Turn 20RandomNumberGenerator (Viper)Grab the demon's head. Or some part of it, so it can't regenerate. Then out the window, thrusting the pole downward to slow my decent.
The only bits left are rubble- and besides, if it comes back, that's none of your business. Then you say: "I HAVE AN GOOD IDEER! I WILL LAND ON A POLE!" and jump out the window. (6+2) You land just fine, and, uh... your pole snaps into a
million thousand pieces! Then you pick up your loot and bail on this
hellcheesehole. Success!
Wimdit (Laodike)Gah. Put the safe in my backpack so I don't have to carry it, take the crazy death knife (I really should have used my butterfly knife) and set off toward the castle to find and kidnap the duke.

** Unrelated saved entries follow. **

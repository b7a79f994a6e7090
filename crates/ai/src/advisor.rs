//! The slide advisor capability and the values exchanged with it.

use deckgen_core::units::EMU_PER_POINT;
use deckgen_core::{Position, Result, ShapeKind, SlideSample};
use serde::{Deserialize, Serialize};
use std::ops::RangeInclusive;

/// Characters of shape text included in a description.
pub const TEXT_SAMPLE_CHARS: usize = 100;

/// Number of text samples listed in a description.
pub const TEXT_SAMPLE_COUNT: usize = 3;

/// Number of key features a classification must list.
pub const KEY_FEATURE_RANGE: RangeInclusive<usize> = 3..=5;

/// Label given to slides whose classification failed.
pub const FALLBACK_SLIDE_TYPE: &str = "generic_slide";

/// Classifies slides and writes slide-building procedures for them.
///
/// Implementations may fail on any call; callers absorb failures into
/// [`SlideAnalysis::fallback`] and [`fallback_code`].
pub trait SlideAdvisor {
    fn classify_slide(&self, slide: &SlideDescription) -> Result<SlideAnalysis>;

    fn generate_code(&self, slide: &SlideDescription, analysis: &SlideAnalysis) -> Result<String>;
}

/// Structural summary of a slide sent to the advisor.
#[derive(Debug, Clone, PartialEq, Serialize)]
pub struct SlideDescription {
    pub slide_index: usize,
    pub shape_count: usize,
    /// Leading text samples, each truncated.
    pub text_samples: Vec<String>,
    pub shapes: Vec<ShapeDescription>,
}

/// One shape of a [`SlideDescription`].
#[derive(Debug, Clone, PartialEq, Serialize)]
pub struct ShapeDescription {
    pub kind: ShapeKind,
    #[serde(flatten)]
    pub position: Position,
    #[serde(skip_serializing_if = "Option::is_none")]
    pub text: Option<String>,
    #[serde(skip_serializing_if = "Option::is_none")]
    pub font_size_pt: Option<f64>,
    #[serde(skip_serializing_if = "Option::is_none")]
    pub font_bold: Option<bool>,
    #[serde(skip_serializing_if = "Option::is_none")]
    pub font_color: Option<String>,
    #[serde(skip_serializing_if = "Option::is_none")]
    pub fill_color: Option<String>,
}

impl SlideDescription {
    pub fn from_sample(slide: &SlideSample) -> Self {
        let shapes: Vec<ShapeDescription> = slide
            .shapes
            .iter()
            .map(|shape| {
                let text = shape.has_text().then(|| truncate(&shape.text));
                let run = shape.first_run.as_ref().filter(|_| text.is_some());
                ShapeDescription {
                    kind: shape.kind,
                    position: shape.position,
                    font_size_pt: run
                        .and_then(|r| r.size_emu)
                        .map(|emu| emu as f64 / EMU_PER_POINT as f64),
                    font_bold: run.and_then(|r| r.bold),
                    font_color: run.and_then(|r| r.color.clone()),
                    fill_color: shape.fill_color.clone(),
                    text,
                }
            })
            .collect();

        let text_samples = shapes
            .iter()
            .filter_map(|s| s.text.clone())
            .take(TEXT_SAMPLE_COUNT)
            .collect();

        Self {
            slide_index: slide.index,
            shape_count: slide.shapes.len(),
            text_samples,
            shapes,
        }
    }
}

fn truncate(text: &str) -> String {
    text.chars().take(TEXT_SAMPLE_CHARS).collect()
}

/// The advisor's reading of a slide.
#[derive(Debug, Clone, PartialEq, Eq, Serialize, Deserialize)]
pub struct SlideAnalysis {
    pub slide_type: String,
    pub usage_description: String,
    pub key_features: Vec<String>,
    pub recommended_content: String,
    pub function_name: String,
}

impl SlideAnalysis {
    /// The analysis used when classification fails.
    pub fn fallback(slide: &SlideDescription) -> Self {
        Self {
            slide_type: FALLBACK_SLIDE_TYPE.to_string(),
            usage_description: format!("Slide with {} shapes", slide.shape_count),
            key_features: vec!["Custom layout".to_string()],
            recommended_content: "General content".to_string(),
            function_name: format!("add_slide_{}", slide.slide_index),
        }
    }

    /// Whether a model answer carries every required field, with
    /// [`KEY_FEATURE_RANGE`] key features.
    pub fn is_complete(&self) -> bool {
        !self.slide_type.trim().is_empty()
            && !self.function_name.trim().is_empty()
            && KEY_FEATURE_RANGE.contains(&self.key_features.len())
    }
}

/// The stub procedure used when code generation fails.
pub fn fallback_code(analysis: &SlideAnalysis) -> String {
    format!(
        "pub fn {}(builder: &mut TemplateBuilder, title: &str, content: &str) -> Result<()> {{\n    \
         // {}\n    \
         // generated body unavailable; arguments are passed through unused\n    \
         let _ = (builder, title, content);\n    \
         Ok(())\n}}\n",
        analysis.function_name, analysis.usage_description
    )
}
//! CLI tool for analyzing PowerPoint templates and building decks from them.

use anyhow::{Context, Result};
use clap::{Parser, Subcommand};
use deckgen_ai::{AiConfig, AiTemplateAnalyzer};
use deckgen_core::request::load_script;
use deckgen_core::{TemplateDescriptor, DEFAULT_OUTPUT_DIR};
use deckgen_pptx::{AnalyzerOptions, TemplateAnalyzer, TemplateBuilder};
use std::path::{Path, PathBuf};

/// Characters of extracted text shown by `extract`.
const PREVIEW_CHARS: usize = 500;

/// Analyze PowerPoint templates and generate decks from them.
#[derive(Parser, Debug)]
#[command(name = "deckgen")]
#[command(author, version, about, long_about = None)]
struct Args {
    #[command(subcommand)]
    command: Command,

    /// Verbose output
    #[arg(short, long, global = true)]
    verbose: bool,
}

#[derive(Subcommand, Debug)]
enum Command {
    /// Extract template metadata and write a template descriptor
    Analyze {
        /// Input template (.pptx)
        template: PathBuf,

        /// Output directory
        #[arg(short, long, default_value = DEFAULT_OUTPUT_DIR)]
        output: PathBuf,
    },

    /// Classify every template slide with a generative model
    AnalyzeAi {
        /// Input template (.pptx)
        template: PathBuf,

        /// Output directory
        #[arg(short, long, default_value = DEFAULT_OUTPUT_DIR)]
        output: PathBuf,

        /// Model name (default: gemini-2.5-flash)
        #[arg(short, long)]
        model: Option<String>,
    },

    /// Build a deck from a template descriptor and a slide script
    Build {
        /// Template descriptor (.json) written by `analyze`
        descriptor: PathBuf,

        /// Slide script (.json array of slide requests)
        script: PathBuf,

        /// Output presentation (.pptx)
        #[arg(short, long)]
        output: PathBuf,

        /// Template to build from (default: the path recorded in the descriptor)
        #[arg(short, long)]
        template: Option<PathBuf>,
    },

    /// Print the text of a PDF, DOCX or TXT document
    Extract {
        /// Input document
        document: PathBuf,
    },
}

fn main() -> Result<()> {
    let args = Args::parse();

    // Initialize logging
    let filter = if args.verbose { "debug" } else { "warn" };
    env_logger::Builder::from_env(env_logger::Env::default().default_filter_or(filter)).init();

    match &args.command {
        Command::Analyze { template, output } => analyze(template, output),
        Command::AnalyzeAi {
            template,
            output,
            model,
        } => analyze_ai(template, output, model.as_deref()),
        Command::Build {
            descriptor,
            script,
            output,
            template,
        } => build(descriptor, script, output, template.as_deref()),
        Command::Extract { document } => extract(document),
    }
}

/// Assemble metadata and synthesize the descriptor for a template.
fn analyze(template: &Path, output: &Path) -> Result<()> {
    let analyzer =
        TemplateAnalyzer::with_options(AnalyzerOptions::default().with_output_dir(output));
    let (metadata, written) = analyzer
        .generate(template)
        .with_context(|| format!("Failed to analyze {}", template.display()))?;

    println!(
        "{} ({}): {} layouts, {} slides, {:.2}\" x {:.2}\"",
        metadata.template_name,
        metadata.template_id,
        metadata.layout_count(),
        metadata.total_slides,
        metadata.slide_width,
        metadata.slide_height
    );
    for layout in &metadata.layouts {
        let slots: Vec<&str> = layout
            .slots
            .values()
            .map(|slot| slot.placeholder_type.as_ooxml())
            .collect();
        println!(
            "  [{}] {} ({} shapes; {})",
            layout.layout_index,
            layout.layout_name,
            layout.total_shapes,
            if slots.is_empty() {
                "no placeholders".to_string()
            } else {
                slots.join(", ")
            }
        );
    }
    for sample in &metadata.available_slide_types {
        println!(
            "  slide {}: {} ({} shapes)",
            sample.sample_slide_index, sample.description, sample.shape_count
        );
    }

    println!("Metadata: {}", written.metadata_path.display());
    println!("Descriptor: {}", written.functions_path.display());
    Ok(())
}

/// Model-assisted analysis of every template slide.
fn analyze_ai(template: &Path, output: &Path, model: Option<&str>) -> Result<()> {
    let mut config = AiConfig::from_env();
    if let Some(model) = model {
        config = config.with_model(model);
    }

    let analyzer = AiTemplateAnalyzer::new(&config)
        .context("Model-assisted analysis is not configured")?
        .with_output_dir(output);
    let (analysis, written) = analyzer
        .analyze_and_persist(template)
        .with_context(|| format!("Failed to analyze {}", template.display()))?;

    for slide in &analysis.metadata.analyzed_slides {
        println!(
            "  slide {}: {} -> {} ({})",
            slide.slide_index, slide.slide_type, slide.function_name, slide.usage_description
        );
    }
    let fallbacks = analysis.function_codes.iter().filter(|c| c.fallback).count();
    if fallbacks > 0 {
        eprintln!("{} functions fell back to stubs", fallbacks);
    }

    println!("Metadata: {}", written.display());
    Ok(())
}

/// Apply a slide script to a fresh deck and save it.
fn build(descriptor: &Path, script: &Path, output: &Path, template: Option<&Path>) -> Result<()> {
    let loaded = TemplateDescriptor::load(descriptor)
        .with_context(|| format!("Failed to load descriptor {}", descriptor.display()))?;
    let mut builder = match template {
        Some(template) => TemplateBuilder::from_descriptor_with_template(loaded, template),
        None => TemplateBuilder::from_descriptor(loaded),
    }
    .context("Failed to open the template")?;
    let requests = load_script(script)
        .with_context(|| format!("Failed to read slide script {}", script.display()))?;

    log::debug!("Applying {} slide requests", requests.len());
    builder
        .apply(&requests)
        .context("Failed to build slides")?;

    let saved = builder
        .save(output)
        .with_context(|| format!("Failed to write {}", output.display()))?;
    println!(
        "Wrote {} slides to {}",
        builder.get_slide_count(),
        saved.display()
    );
    Ok(())
}

/// Print a summary of a document's text.
fn extract(document: &Path) -> Result<()> {
    let extracted = deckgen_docs::extract_document(document)
        .with_context(|| format!("Failed to extract {}", document.display()))?;

    println!("File Type: {}", extracted.file_type);
    println!("Word Count: {}", extracted.word_count);
    println!();
    println!("First {} characters:", PREVIEW_CHARS);
    println!("{}", extracted.preview(PREVIEW_CHARS));
    Ok(())
}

(4) You reach in to grab the safe, fortunately not melting your hands off of your wrists. (6) You pull the safe out -which is still quite in tact- and stow it away. but in the process of doing so, you spill the vat into another vat, which smashes and bursts into flames. (6) You dash out of the house and jump to the ground as you leave the front door, while the entire building explodes in a forty foot high ball of fire, spraying burning timber across the field (thank goodness it was on the west outskirts of town). (4) You manage to slink away before anyone can give you criminal charges. Now off to the castle to find the duke! ...oh. You hope me made it out alive. Now if he escaped, where would he be? There seems to be one hell of a commotion at the tavern, it looks like a fight's broken out... that might be a good place to start looking.
Tehstefan (Roderick)Sweetness! Now, sneak, slowly, carefully, of his head. If it starts to attack, or get mad, arrow, to his skull right away.
(3) Joe notices you as soon as you move- but you get an opportunity to put a shot in one his scaly dome! (1+2=3) Your arrow glances off his thick crest! (6) Desperate for escape, you leap for a ledge above you- which happens to be the boulder you noticed earlier. You grab on, and it begins to shift... (3) The boulder falls from the mouth of the cave, with your elven frame still attached. Somehow as it crashes down, neither you nor the dragon are crushed, although your twist your ankle badly. The mighty dragon stands up on its hind legs with a roar, then breathes a huge cloud of fire! (5)(5) You completely avoid the deadly flame, and the resulting plume of smoke gives you cover enough to limp into the forest unseen and lick your wounds.
Jetsquirrel (?)I accep yar challenge! Drink a bit more, and try to avoid his attacks and try to hit him with fire fist. If it doesnt work do a "Monkey style: Gorrila Roar"
You chug the remainder of a random passerby's tankard (he doesn't dare object), and the Sea Lion Monk drinks his brandy. (5)(2) You open the fight with a flaming fist right to your opponent's nose! He mostly manages to roll with the punch, although he is now quite without eyebrows. (4)(3) He responds with a kick, extending a thin trail of water like a whip, but you swing out of the way. (2)(1) You lash out clumsily, your alcohol getting the better of you, and are left off-stance! (2-1=1)(1) The Seal Lion delivers a swift punch to your gut, leaving you in serious pain. You cough up a little blood, but you aren't done yet- "
Monkey Style- Gorilla Roar!" you yell. You're rather fond of calling your attacks. (6)(3) Your yell is fearsome, and it leaves your foe dazed, but it appears to have bothered the crowd more. (2)(6) You swing at him, but miss, falling over embarrasingly! (5)(6) VS (2)(1) He tries to stomp on your ribcage and leave you completely incapacitated, but he misses! You grab his ankle and throw him to the ground, where he breaks his leg and his arm! Victory to the fire monkey clan! The temple is now your turf! The Sea Lion leader is carried away, groaning, by his comrades.
Kilakan (Kilaran)Drink half the wine, and then use the last torch and half the wine, to blow open the other locked door. I know wine doesn't normally burn, but this IS dwarven wine.
Dwarven wine is quite flammable. The humans you've known insist that it is
not wine -they call it "Gasoline"- but you're quite sure that's the only name for something that tastes so good. Your drink it, in spite of being somewhat full, and go over by the locked door. (2) Above you there is a great rumbling, so strong the door shudders on its mechanisms. You stumble and fall over, spilling the wine! You hope nothing important caved in. Maybe something else opens the door? (2) Musing on this, you don't notice that you're on fire from the wine until you go to wipe your mouth on your sleeve. Phew! You pat it out. If you hadn't noticed, you might have burned your beard! That's how your cousin Olon died.